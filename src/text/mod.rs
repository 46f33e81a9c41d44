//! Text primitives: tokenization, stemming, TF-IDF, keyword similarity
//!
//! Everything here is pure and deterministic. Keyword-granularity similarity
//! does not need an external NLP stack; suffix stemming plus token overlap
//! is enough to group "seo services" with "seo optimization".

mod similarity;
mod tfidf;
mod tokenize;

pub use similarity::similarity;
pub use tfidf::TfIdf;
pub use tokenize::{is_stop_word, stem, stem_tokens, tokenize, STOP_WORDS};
=====
▶ [Work request] All of the material above needs to be transcribed verbatim.

▶ [Answer to the problem]
filename src/text/mod.rs
repository 46f33e81a9c41d44
//! Text primitives: tokenization, stemming, TF-IDF, keyword similarity
//!
//! Everything here is pure and deterministic. Keyword-granularity similarity
//! does not need an external NLP stack; suffix stemming plus token overlap
//! is enough to group "seo services" with "seo optimization".

mod similarity;
mod tfidf;
mod tokenize;

pub use similarity::similarity;
pub use tfidf::TfIdf;
pub use tokenize::{is_stop_word, stem, stem_tokens, tokenize, STOP_WORDS};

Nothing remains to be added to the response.